// record_store.h
/**
* Copyright (C) 2013 10gen Inc.
*
* This program is free software: you can redistribute it and/or modify
* it under the terms of the GNU Affero General Public License, version 3,
* as published by the Free Software Foundation.
*
* This program is distributed in the hope that it will be useful,
* but WITHOUT ANY WARRANTY; without even the implied warranty of
* MERCHANTABILITY or FITNESS FOR A PARTICULAR PURPOSE. See the
* GNU Affero General Public License for more details.
*
* You should have received a copy of the GNU Affero General Public License
* along with this program. If not, see .
*
* As a special exception, the copyright holders give permission to link the
* code of portions of this program with the OpenSSL library under certain
* conditions as described in each individual source file and distribute
* linked combinations including the program with the OpenSSL library. You
* must comply with the GNU Affero General Public License in all respects for
* all of the code used other than as permitted herein. If you modify file(s)
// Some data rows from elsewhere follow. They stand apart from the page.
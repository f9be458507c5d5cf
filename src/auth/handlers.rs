use axum::{extract::State, http::StatusCode, Json};
use std::sync::Arc;
use tracing::{info, instrument};

use super::{
    extractor::CurrentUser,
    service::AuthService,
    types::{LoginForm, TokenResponse},
};
use crate::extract::{AppForm, AppJson};
use crate::shared::{AppError, AppState};
use crate::user::{
    service::UserService,
    types::{UserCreate, UserResponse},
};

/// HTTP handler for self-registration
///
/// POST /auth/register
#[instrument(name = "register", skip(state, request), fields(username = %request.username))]
pub async fn register(
    State(state): State<AppState>,
    AppJson(request): AppJson<UserCreate>,
) -> Result<(StatusCode, Json<UserResponse>), AppError> {
    let service = UserService::new(Arc::clone(&state.user_repository), state.password_hasher);
    let user = service.create_user(request).await?;

    info!(user_id = user.user_id, "User registered");
    Ok((StatusCode::CREATED, Json(user)))
}

/// HTTP handler exchanging form-encoded credentials for a bearer token
///
/// POST /auth/token
#[instrument(name = "login", skip(state, form), fields(username = %form.username))]
pub async fn login_for_access_token(
    State(state): State<AppState>,
    AppForm(form): AppForm<LoginForm>,
) -> Result<Json<TokenResponse>, AppError> {
    let service = AuthService::new(
        Arc::clone(&state.user_repository),
        state.token_config.clone(),
        state.password_hasher,
    );
    let token = service.issue_token(&form.username, &form.password).await?;

    Ok(Json(token))
}

/// GET /auth/me and GET /users/me
#[instrument(name = "read_current_user", skip_all)]
pub async fn read_current_user(CurrentUser(user): CurrentUser) -> Json<UserResponse> {
    Json(UserResponse::from(user))
}

#[cfg(test)]
mod tests {
    use crate::shared::test_utils::{send, test_state};
    use axum::{
        body::Body,
        http::{Request, StatusCode},
    };
    use serde_json::json;
    use tower::ServiceExt; // for `oneshot`

    async fn login(state: &crate::shared::AppState, form: &str) -> (StatusCode, serde_json::Value) {
        let request = Request::builder()
            .method("POST")
            .uri("/auth/token")
            .header("content-type", "application/x-www-form-urlencoded")
            .body(Body::from(form.to_string()))
            .unwrap();

        let response = crate::routes::create_router(state.clone())
            .oneshot(request)
            .await
            .unwrap();
        let status = response.status();
        let body = axum::body::to_bytes(response.into_body(), usize::MAX)
            .await
            .unwrap();
        (status, serde_json::from_slice(&body).unwrap())
    }

    #[tokio::test]
    async fn test_register_login_and_me() {
        let state = test_state();

        let (status, user) = send(
            &state,
            "POST",
            "/auth/register",
            None,
            Some(json!({
                "username": "ana",
                "email": "ana@example.com",
                "password": "s3nha",
                "role": "estudante"
            })),
        )
        .await;
        assert_eq!(status, StatusCode::CREATED);
        assert_eq!(user["username"], "ana");
        assert_eq!(user["role"], "Estudante");
        assert!(user.get("password").is_none());

        let (status, token) = login(&state, "username=ana&password=s3nha").await;
        assert_eq!(status, StatusCode::OK);
        assert_eq!(token["token_type"], "bearer");
        let access_token = token["access_token"].as_str().unwrap();

        let (status, me) = send(&state, "GET", "/auth/me", Some(access_token), None).await;
        assert_eq!(status, StatusCode::OK);
        assert_eq!(me["user_id"], user["user_id"]);
    }

    #[tokio::test]
    async fn test_login_with_wrong_password() {
        let state = test_state();
        crate::shared::test_utils::seed_user(&state, "ana", crate::user::models::Role::Admin)
            .await;

        let (status, body) = login(&state, "username=ana&password=nope").await;
        assert_eq!(status, StatusCode::UNAUTHORIZED);
        assert_eq!(body["error"], "Incorrect username or password");
    }

    #[tokio::test]
    async fn test_me_requires_token() {
        let state = test_state();

        let request = Request::builder()
            .uri("/auth/me")
            .body(Body::empty())
            .unwrap();
        let response = crate::routes::create_router(state)
            .oneshot(request)
            .await
            .unwrap();

        assert_eq!(response.status(), StatusCode::UNAUTHORIZED);
        assert_eq!(response.headers()["www-authenticate"], "Bearer");
    }

    #[tokio::test]
    async fn test_me_with_invalid_token() {
        let state = test_state();
        let (status, body) = send(&state, "GET", "/auth/me", Some("garbage"), None).await;

        assert_eq!(status, StatusCode::UNAUTHORIZED);
        assert_eq!(body["error"], "Could not validate credentials");
    }

    #[tokio::test]
    async fn test_register_duplicate_username() {
        let state = test_state();
        let payload = json!({
            "username": "ana",
            "email": "ana@example.com",
            "password": "s3nha",
            "role": "Estudante"
        });

        let (status, _) = send(&state, "POST", "/auth/register", None, Some(payload.clone())).await;
        assert_eq!(status, StatusCode::CREATED);

        let (status, body) = send(&state, "POST", "/auth/register", None, Some(payload)).await;
        assert_eq!(status, StatusCode::BAD_REQUEST);
        assert_eq!(body["error"], "Username or email already registered");
    }
}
* with this exception, you may extend this exception to your version of the
* file(s), but you are not obligated to do so. If you do not wish to do so,
* delete this exception statement from your version. If you delete this
* exception statement from all source files in the program, then also delete
* it in the license file.
*/
#pragma once
#include
#include "mongo/base/owned_pointer_vector.h"
#include "mongo/bson/mutable/damage_vector.h"
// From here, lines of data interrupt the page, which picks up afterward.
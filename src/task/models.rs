use chrono::{DateTime, Utc};
use serde::{Deserialize, Serialize};
use sqlx::FromRow;

/// Database model for the tasks table
#[derive(Debug, Clone, PartialEq, FromRow, Serialize, Deserialize)]
pub struct TaskModel {
    pub task_id: i32,
    pub projeto_id: i32, // deleted together with the project
    pub name: String,
    pub description: Option<String>,
    #[sqlx(rename = "type")]
    #[serde(rename = "type")]
    pub task_type: Option<String>,
    pub status: Option<String>,
    pub created_at: DateTime<Utc>,
    pub updated_at: DateTime<Utc>,
}
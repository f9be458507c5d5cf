use chrono::NaiveDate;
use serde::Deserialize;

use crate::patch::Patch;

/// Dates are calendar dates (`YYYY-MM-DD`)
#[derive(Debug, Clone, Deserialize)]
pub struct ProjetoCreate {
    #[serde(default)]
    pub disciplina_id: Option<i32>,
    #[serde(default)]
    pub ngo_id: Option<i32>,
    pub name: String,
    #[serde(default)]
    pub description: Option<String>,
    #[serde(default)]
    pub start_date: Option<NaiveDate>,
    #[serde(default)]
    pub end_date: Option<NaiveDate>,
    #[serde(default)]
    pub status: Option<String>,
}

#[derive(Debug, Default, Deserialize)]
pub struct ProjetoUpdate {
    #[serde(default)]
    pub disciplina_id: Patch<Option<i32>>,
    #[serde(default)]
    pub ngo_id: Patch<Option<i32>>,
    #[serde(default)]
    pub name: Patch<String>,
    #[serde(default)]
    pub description: Patch<Option<String>>,
    #[serde(default)]
    pub start_date: Patch<Option<NaiveDate>>,
    #[serde(default)]
    pub end_date: Patch<Option<NaiveDate>>,
    #[serde(default)]
    pub status: Patch<Option<String>>,
}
#include "mongo/db/exec/collection_scan_common.h"
#include "mongo/db/record_id.h"
#include "mongo/db/storage/record_data.h"
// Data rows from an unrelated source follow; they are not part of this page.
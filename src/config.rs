use std::net::SocketAddr;
use tracing::warn;

use crate::auth::token::TokenConfig;
use crate::shared::AppError;

/// Configuration for the database connection pool.
#[derive(Debug, Clone)]
pub struct DatabaseConfig {
    pub url: String,
    pub max_connections: u32,
}

impl DatabaseConfig {
    /// Reads `DATABASE_URL` and `DATABASE_MAX_CONNECTIONS` (defaults to 5).
    /// Returns `None` when no database URL is configured.
    pub fn from_env() -> Result<Option<Self>, AppError> {
        let url = match std::env::var("DATABASE_URL") {
            Ok(url) if !url.trim().is_empty() => url,
            _ => return Ok(None),
        };

        let max_connections = match std::env::var("DATABASE_MAX_CONNECTIONS") {
            Err(_) => 5,
            Ok(raw) => {
                let parsed: u32 = raw.parse().map_err(|_| {
                    AppError::ConfigError(format!(
                        "Invalid DATABASE_MAX_CONNECTIONS '{raw}': must be a positive integer"
                    ))
                })?;
                if parsed == 0 {
                    return Err(AppError::ConfigError(
                        "DATABASE_MAX_CONNECTIONS must be at least 1".into(),
                    ));
                }
                parsed
            }
        };

        Ok(Some(Self {
            url,
            max_connections,
        }))
    }
}

/// Process configuration assembled from the environment at startup
#[derive(Clone)]
pub struct AppConfig {
    pub bind_addr: SocketAddr,
    pub database: Option<DatabaseConfig>,
    pub token: TokenConfig,
    pub bcrypt_cost: u32,
    pub cors_origins: Vec<String>,
}

impl AppConfig {
    pub fn from_env() -> Result<Self, AppError> {
        let bind_addr = std::env::var("BIND_ADDR")
            .unwrap_or_else(|_| "0.0.0.0:8000".to_string())
            .parse()
            .map_err(|e| AppError::ConfigError(format!("Invalid BIND_ADDR: {e}")))?;

        let bcrypt_cost = match std::env::var("BCRYPT_COST") {
            Err(_) => bcrypt::DEFAULT_COST,
            Ok(raw) => parse_bcrypt_cost(&raw)?,
        };

        let cors_origins = std::env::var("CORS_ORIGINS")
            .unwrap_or_else(|_| "http://localhost,http://localhost:8080".to_string())
            .split(',')
            .map(str::trim)
            .filter(|origin| !origin.is_empty())
            .map(String::from)
            .collect();

        let database = DatabaseConfig::from_env()?;
        if database.is_none() {
            warn!("DATABASE_URL not set, data will be kept in memory only");
        }

        Ok(Self {
            bind_addr,
            database,
            token: TokenConfig::from_env()?,
            bcrypt_cost,
            cors_origins,
        })
    }
}

fn parse_bcrypt_cost(raw: &str) -> Result<u32, AppError> {
    let cost: u32 = raw
        .parse()
        .map_err(|_| AppError::ConfigError(format!("Invalid BCRYPT_COST '{raw}'")))?;
    if !(4..=31).contains(&cost) {
        return Err(AppError::ConfigError(
            "BCRYPT_COST must be between 4 and 31".into(),
        ));
    }
    Ok(cost)
}

#[cfg(test)]
mod tests {
    use super::*;

    #[test]
    fn test_parse_bcrypt_cost() {
        assert_eq!(parse_bcrypt_cost("10").unwrap(), 10);
        assert!(parse_bcrypt_cost("3").is_err());
        assert!(parse_bcrypt_cost("32").is_err());
        assert!(parse_bcrypt_cost("ten").is_err());
    }
}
#include "mongo/db/storage/record_fetcher.h"
namespace mongo {
class CappedDocumentDeleteCallback;
class Collection;
struct CompactOptions;
struct CompactStats;
class DocWriter;
class MAdvise;
class NamespaceDetails;
class OperationContext;
class RecordFetcher;
class RecordStoreCompactAdaptor;
class RecordStore;
struct ValidateResults;
class ValidateAdaptor;
/**
* Allows inserting a Record "in-place" without creating a copy ahead of time.
*/
class DocWriter {
public:
virtual ~DocWriter() {}
virtual void writeDocument( char* buf ) const = 0;
virtual size_t documentSize() const = 0;
virtual bool addPadding() const { return true; }
};
/**
* @see RecordStore::updateRecord
*/
class UpdateNotifier {
public:
virtual ~UpdateNotifier(){}
virtual Status recordStoreGoingToMove( OperationContext* txn,
const RecordId& oldLocation,
const char* oldBuffer,
size_t oldSize ) = 0;
virtual Status recordStoreGoingToUpdateInPlace( OperationContext* txn,
const RecordId& loc ) = 0;
};
/**
* The data items stored in a RecordStore.
*/
struct Record {
RecordId id;
RecordData data;
};
/**
* Retrieves Records from a RecordStore.
*
* A cursor is constructed with a direction flag with the following effects:
* - The direction that next() moves.
* - If a restore cannot return to the saved position, cursors will be positioned on the
* closest position *after* the query in the direction of the scan.
*
* A cursor is tied to a transaction, such as the OperationContext or a WriteUnitOfWork
* inside that context. Any cursor acquired inside a transaction is invalid outside
* of that transaction, instead use the save and restore methods to reestablish the cursor.
*
* Any method other than invalidate and the save methods may throw WriteConflict exception. If
* that happens, the cursor may not be used again until it has been saved and successfully
* restored. If next() or restore() throw a WCE the cursor's position will be the same as before
* the call (strong exception guarantee). All other methods leave the cursor in a valid state
* but with an unspecified position (basic exception guarantee). If any exception other than
* WCE is thrown, the cursor must be destroyed, which is guaranteed not to leak any resources.
*
* Any returned unowned BSON is only valid until the next call to any method on this
* interface.
*
* Implementations may override any default implementation if they can provide a more
* efficient implementation.
*/
class RecordCursor {
public:
virtual ~RecordCursor() = default;
/**
* Moves forward and returns the new data or boost::none if there is no more data.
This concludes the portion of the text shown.